Dass ein Nachtragshaushalt wohl kaum vermeidbar scheint, bestreiten auch Finanzpolitiker der Koalition wie Joachim Poß (SPD) kaum mehr. Eichel selbst will einen Nachtragshaushalt angeblich vermeiden und stattdessen Kreditermächtigungen für andere Vorgänge als eine Art Puffer ausnutzen. "Das wäre eine Möglichkeit", ist aus Koalitionskreisen zu hören.

Dass eine Finanzierungslücke im Haushalt unausweichlich ist, räumen aber alle Beteiligten ein. Eine Größenordnung von rund zehn Mrd. ? wird im rot-grünen Bündnis genannt. Die Opposition - Bayerns Ministerpräsident Edmund Stoiber (CSU) und der stellvertretende Unionsfraktionschef Friedrich Merz (CDU) - spricht bereits von einem Loch von rund 15 Mrd. ?.

Allein die Bundesanstalt für Arbeit (BA), die eigentlich nach Eichels Plänen 2003 keinen Zuschuss mehr vom Bund erhalten sollte, dürften nach Schätzungen aus der Koalition fünf bis sechs Mrd. ? wegen der hohen Arbeitslosenzahl benötigen. Zusammen mit weniger Steuereinnahmen und anderem Risiken "könnten es schnell so neun Mrd. ? werden", sagte ein Koalitionspolitiker. Eine Faustformel lautet: 0,5 % weniger Wachstum belastet den Bundeshaushalt mit rund einer Milliarde Euro.

Kanzler schließt Steuererhöhungen aus

Zu den Alternativen, mit diesen Finanzlücken umzugehen, hat Bundeskanzler Gerhard Schröder (SPD) schon eines deutlich gemacht: Steuererhöhungen soll es generell nicht geben. "Das gilt", sagte gerade erst wieder Vize-Regierungssprecher Thomas Steg. Im Finanzministerium war man von der Härte dieser Aussage ein wenig überrascht. Eichel pflegt vorsichtiger zu formulieren: "Ich strebe keine Steuererhöhungen an." Das lässt die Hintertür offen, dass die Regierung, so es die ebenfalls klammen Länder fordern, sich etwa einer Erhöhung etwa der Mehrwertsteuer nicht verweigern würde. Eine Alternative lautet: Sparen. Das wollen Regierung wie die Opposition. Doch wo, darüber ist man sich uneinig. Vor allem sollte dadurch auch die ohnehin schwache Konjunktur nicht weiter abgewürgt werden, so das der Regierung. Der Spielraum ist also auch hier nur begrenzt.

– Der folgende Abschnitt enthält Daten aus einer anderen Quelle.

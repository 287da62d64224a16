//! Rewriting one foreign key's `ON DELETE` action by rebuilding its table

pub mod ddl;
pub mod guard;
pub mod indexes;
pub mod plan;
pub mod rebuild;
pub mod step;

pub use ddl::DdlSynthesizer;
pub use guard::{evaluate, GuardDecision, SatisfiedReason};
pub use indexes::{IndexRecreator, IndexStatement};
pub use plan::{PlanSummary, PlannedStatement, RewritePlan};
pub use rebuild::{RebuildOptions, RebuildReport, RebuildStage, TableRebuilder};
pub use step::{ConstraintRewrite, PlanPreview, RewriteOutcome};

So scheint denn alles auf eine höhere Neuverschuldung hinauszulaufen. So offen will das zwar die Regierung noch nicht sagen, doch angedeutet hat das Eichel schon. Das aber könnte die Regierung in absehbarer Zeit in eine neue Zwangslage bringen: kommt es, was die Organisation für wirtschaftliche Zusammenarbeit und Entwicklung erwartet, nicht nur 2003, sondern auch 2004 zu einem deutschen Staatsdefizit von über drei Prozent, drohen Streit mit der EU und den Euro-Partnern sowie Strafzahlungen an die EU. Ob die auch die Bundesländer mitbezahlen müssten, darüber zieht bereits der nächste Streit auf. Bayern und Sachsen jedenfalls haben schon mal vorsorglich erklärt: wir nicht.